== Activity ==
The answer should be each line of the records that contains the word "using"; please copy them all.

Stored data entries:

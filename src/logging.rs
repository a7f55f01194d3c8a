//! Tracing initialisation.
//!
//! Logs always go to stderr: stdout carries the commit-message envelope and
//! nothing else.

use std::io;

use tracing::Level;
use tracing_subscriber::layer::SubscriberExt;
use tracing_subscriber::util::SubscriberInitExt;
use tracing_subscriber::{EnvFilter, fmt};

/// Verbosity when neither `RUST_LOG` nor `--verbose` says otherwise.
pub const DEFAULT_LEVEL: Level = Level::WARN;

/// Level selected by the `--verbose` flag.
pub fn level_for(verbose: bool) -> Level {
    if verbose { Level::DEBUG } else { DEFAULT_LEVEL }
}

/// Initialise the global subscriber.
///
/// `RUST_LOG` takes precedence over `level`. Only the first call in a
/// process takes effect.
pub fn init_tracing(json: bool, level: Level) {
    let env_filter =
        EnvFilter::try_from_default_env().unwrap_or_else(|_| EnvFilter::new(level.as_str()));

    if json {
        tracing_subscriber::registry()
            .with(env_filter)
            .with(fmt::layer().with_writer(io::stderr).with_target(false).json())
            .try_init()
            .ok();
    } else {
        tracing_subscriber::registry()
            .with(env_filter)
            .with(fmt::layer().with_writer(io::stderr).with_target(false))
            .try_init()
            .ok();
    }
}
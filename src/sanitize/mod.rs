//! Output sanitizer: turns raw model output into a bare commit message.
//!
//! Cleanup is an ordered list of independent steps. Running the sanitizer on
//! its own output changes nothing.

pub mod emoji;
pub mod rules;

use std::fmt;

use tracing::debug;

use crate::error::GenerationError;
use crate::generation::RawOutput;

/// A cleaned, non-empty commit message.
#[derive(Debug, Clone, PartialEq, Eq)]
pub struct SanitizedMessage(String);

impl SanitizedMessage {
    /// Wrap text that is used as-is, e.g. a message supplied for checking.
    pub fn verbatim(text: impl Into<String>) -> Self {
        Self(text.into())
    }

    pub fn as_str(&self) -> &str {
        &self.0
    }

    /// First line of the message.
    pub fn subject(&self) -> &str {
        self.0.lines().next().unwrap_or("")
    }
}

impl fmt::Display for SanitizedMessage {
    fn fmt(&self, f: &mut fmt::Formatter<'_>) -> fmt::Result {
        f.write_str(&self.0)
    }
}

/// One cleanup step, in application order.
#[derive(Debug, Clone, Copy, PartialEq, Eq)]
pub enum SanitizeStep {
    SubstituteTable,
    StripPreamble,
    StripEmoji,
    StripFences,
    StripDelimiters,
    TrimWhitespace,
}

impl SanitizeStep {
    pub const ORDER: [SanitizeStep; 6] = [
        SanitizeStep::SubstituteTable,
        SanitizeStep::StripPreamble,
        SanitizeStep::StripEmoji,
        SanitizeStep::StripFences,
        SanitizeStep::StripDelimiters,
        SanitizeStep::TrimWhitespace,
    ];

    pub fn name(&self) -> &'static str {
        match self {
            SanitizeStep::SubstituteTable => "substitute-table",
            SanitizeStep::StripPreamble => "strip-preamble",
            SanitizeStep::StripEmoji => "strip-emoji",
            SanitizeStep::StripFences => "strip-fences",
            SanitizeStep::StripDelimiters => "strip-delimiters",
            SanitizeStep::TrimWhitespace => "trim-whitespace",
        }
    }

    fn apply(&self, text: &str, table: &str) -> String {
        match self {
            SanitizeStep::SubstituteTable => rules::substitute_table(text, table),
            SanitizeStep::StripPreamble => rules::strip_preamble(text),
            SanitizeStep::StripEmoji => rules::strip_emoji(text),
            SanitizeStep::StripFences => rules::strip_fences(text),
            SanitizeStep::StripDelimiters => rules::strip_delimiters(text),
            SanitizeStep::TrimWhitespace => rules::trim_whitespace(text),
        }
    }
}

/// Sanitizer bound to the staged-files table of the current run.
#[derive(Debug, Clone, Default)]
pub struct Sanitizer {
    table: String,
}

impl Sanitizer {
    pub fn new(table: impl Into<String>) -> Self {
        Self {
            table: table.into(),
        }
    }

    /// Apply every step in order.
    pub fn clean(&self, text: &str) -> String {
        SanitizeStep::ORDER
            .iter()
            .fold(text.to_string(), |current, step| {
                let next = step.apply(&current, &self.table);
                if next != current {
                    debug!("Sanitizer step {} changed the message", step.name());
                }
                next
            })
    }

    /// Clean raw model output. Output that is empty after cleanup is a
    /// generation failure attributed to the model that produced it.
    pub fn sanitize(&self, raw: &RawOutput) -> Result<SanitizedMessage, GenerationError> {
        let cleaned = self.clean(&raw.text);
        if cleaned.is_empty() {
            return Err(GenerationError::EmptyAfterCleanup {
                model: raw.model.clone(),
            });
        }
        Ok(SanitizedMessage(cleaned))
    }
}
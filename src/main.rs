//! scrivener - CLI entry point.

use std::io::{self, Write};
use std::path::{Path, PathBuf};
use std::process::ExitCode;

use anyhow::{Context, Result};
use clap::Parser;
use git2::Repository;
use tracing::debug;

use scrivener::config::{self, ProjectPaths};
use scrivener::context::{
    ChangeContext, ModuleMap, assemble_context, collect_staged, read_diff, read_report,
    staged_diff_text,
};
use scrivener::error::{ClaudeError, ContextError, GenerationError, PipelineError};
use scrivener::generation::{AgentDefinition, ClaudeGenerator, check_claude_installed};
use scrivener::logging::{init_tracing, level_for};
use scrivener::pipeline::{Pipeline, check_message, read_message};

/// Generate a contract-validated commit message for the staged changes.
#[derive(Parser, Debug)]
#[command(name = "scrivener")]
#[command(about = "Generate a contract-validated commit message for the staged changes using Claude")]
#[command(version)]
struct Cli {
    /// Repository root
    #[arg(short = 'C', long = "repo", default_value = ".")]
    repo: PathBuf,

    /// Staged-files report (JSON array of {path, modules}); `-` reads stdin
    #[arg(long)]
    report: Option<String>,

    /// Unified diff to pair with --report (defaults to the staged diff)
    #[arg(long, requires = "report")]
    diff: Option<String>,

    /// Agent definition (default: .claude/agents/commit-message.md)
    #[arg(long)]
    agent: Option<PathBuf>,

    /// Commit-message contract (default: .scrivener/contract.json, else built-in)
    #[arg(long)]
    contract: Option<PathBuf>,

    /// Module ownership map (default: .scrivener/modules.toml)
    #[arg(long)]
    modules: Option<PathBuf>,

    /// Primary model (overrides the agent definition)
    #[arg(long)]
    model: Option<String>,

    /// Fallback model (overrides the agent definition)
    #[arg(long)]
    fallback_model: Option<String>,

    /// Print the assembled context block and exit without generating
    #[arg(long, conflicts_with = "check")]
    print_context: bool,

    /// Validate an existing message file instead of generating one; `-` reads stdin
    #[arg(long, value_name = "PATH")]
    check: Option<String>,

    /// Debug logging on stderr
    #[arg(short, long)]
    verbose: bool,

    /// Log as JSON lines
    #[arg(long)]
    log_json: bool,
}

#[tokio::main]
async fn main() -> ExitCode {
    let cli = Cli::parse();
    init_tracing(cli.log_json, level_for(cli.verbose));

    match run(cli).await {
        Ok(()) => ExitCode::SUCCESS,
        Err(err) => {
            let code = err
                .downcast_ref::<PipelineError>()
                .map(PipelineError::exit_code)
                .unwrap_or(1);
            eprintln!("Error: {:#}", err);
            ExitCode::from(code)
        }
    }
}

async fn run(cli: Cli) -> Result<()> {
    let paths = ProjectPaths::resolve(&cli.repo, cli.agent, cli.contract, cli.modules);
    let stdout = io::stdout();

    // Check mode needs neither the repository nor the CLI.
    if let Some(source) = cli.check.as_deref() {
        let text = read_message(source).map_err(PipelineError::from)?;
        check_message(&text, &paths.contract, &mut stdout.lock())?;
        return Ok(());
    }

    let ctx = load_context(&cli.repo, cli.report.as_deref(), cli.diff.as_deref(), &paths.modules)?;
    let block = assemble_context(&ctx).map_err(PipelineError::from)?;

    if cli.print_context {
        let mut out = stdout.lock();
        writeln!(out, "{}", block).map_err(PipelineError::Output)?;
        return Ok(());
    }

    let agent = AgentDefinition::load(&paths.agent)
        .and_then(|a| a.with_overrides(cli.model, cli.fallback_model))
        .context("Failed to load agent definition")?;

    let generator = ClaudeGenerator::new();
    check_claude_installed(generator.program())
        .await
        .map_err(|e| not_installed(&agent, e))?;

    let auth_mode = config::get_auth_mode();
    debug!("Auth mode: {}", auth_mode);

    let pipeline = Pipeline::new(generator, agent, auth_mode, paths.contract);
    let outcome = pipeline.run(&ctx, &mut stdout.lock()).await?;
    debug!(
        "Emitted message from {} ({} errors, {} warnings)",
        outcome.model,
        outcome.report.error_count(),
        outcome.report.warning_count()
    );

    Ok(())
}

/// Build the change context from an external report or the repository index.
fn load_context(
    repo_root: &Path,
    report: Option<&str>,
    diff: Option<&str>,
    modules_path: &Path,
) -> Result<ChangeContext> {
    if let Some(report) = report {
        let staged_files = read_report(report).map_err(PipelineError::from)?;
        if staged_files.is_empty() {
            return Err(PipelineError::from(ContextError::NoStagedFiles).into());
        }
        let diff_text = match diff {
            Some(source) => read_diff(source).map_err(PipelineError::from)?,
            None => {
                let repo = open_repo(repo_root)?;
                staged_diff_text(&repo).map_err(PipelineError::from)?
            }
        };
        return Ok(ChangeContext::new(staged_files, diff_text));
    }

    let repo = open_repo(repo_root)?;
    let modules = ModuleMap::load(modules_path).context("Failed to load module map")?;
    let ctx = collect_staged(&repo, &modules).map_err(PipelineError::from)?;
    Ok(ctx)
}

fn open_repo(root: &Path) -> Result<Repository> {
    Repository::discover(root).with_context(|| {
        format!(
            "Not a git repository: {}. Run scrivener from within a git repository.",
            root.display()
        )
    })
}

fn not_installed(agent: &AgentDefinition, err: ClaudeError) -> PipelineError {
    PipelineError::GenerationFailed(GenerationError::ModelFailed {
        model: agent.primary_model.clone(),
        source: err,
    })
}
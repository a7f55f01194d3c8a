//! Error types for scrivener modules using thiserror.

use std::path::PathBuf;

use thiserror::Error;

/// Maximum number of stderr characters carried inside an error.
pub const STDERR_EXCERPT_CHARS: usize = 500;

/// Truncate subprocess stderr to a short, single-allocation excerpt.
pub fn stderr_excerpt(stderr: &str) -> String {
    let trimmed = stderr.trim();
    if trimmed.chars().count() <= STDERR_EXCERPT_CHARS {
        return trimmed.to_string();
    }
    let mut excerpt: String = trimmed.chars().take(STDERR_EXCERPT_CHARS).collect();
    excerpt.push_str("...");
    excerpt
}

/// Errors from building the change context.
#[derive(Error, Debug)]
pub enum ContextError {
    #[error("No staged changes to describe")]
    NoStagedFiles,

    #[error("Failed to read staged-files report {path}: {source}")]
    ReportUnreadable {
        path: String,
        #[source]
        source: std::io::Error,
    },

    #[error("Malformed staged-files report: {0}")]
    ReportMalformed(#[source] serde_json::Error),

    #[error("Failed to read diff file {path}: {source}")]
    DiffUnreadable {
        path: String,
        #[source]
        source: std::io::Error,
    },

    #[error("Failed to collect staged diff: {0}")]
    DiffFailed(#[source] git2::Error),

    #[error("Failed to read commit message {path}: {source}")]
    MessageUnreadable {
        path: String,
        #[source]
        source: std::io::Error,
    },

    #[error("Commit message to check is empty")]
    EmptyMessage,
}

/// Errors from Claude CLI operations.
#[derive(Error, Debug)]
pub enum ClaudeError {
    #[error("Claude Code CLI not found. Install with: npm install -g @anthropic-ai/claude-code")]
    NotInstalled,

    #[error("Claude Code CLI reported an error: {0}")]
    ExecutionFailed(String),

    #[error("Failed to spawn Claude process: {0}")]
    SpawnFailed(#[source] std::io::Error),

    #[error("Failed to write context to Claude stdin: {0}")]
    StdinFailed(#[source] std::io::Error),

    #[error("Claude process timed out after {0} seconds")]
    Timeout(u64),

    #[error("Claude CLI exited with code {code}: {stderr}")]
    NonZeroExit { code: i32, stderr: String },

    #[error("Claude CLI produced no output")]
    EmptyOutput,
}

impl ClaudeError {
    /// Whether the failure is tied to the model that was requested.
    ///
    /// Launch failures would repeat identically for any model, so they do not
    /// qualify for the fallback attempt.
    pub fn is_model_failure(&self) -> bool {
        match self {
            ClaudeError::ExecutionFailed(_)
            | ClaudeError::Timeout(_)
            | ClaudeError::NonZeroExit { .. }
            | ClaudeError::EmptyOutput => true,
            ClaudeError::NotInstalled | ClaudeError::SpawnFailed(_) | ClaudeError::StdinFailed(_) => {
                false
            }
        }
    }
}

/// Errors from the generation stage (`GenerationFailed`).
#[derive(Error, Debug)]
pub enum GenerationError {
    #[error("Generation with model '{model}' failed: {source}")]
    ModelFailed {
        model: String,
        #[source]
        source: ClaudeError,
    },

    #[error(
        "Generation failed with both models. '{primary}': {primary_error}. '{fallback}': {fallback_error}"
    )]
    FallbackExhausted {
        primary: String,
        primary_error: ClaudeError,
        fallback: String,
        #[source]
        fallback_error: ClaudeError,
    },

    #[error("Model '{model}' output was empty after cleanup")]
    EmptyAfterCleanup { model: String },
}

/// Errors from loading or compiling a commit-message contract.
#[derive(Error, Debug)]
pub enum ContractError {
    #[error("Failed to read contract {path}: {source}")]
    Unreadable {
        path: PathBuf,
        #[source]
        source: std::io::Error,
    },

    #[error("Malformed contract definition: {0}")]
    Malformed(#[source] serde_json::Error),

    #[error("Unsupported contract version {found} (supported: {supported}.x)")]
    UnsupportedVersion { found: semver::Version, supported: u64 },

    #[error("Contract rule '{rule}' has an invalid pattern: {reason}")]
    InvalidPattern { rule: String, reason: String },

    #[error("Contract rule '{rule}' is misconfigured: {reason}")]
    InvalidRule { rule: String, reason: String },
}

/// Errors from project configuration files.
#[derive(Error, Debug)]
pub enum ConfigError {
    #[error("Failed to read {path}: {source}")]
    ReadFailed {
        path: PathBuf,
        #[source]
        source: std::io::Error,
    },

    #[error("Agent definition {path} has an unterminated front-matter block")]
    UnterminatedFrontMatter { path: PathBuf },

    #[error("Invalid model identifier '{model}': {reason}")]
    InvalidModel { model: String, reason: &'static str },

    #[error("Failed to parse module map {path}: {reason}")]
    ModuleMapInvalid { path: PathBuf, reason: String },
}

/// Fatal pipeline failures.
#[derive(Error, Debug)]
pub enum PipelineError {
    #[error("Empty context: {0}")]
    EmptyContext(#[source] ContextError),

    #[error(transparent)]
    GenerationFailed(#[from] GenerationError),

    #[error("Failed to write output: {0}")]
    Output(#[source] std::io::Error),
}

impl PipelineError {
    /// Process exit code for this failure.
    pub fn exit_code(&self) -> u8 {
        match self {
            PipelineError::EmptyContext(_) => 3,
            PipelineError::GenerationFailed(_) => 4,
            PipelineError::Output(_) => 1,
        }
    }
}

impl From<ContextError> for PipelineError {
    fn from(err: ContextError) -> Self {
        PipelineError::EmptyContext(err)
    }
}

== Exercise output ==
#[command(about = "Generate a contract-validated commit message for the staged changes using Claude")]
//! Error types for scrivener modules using thiserror.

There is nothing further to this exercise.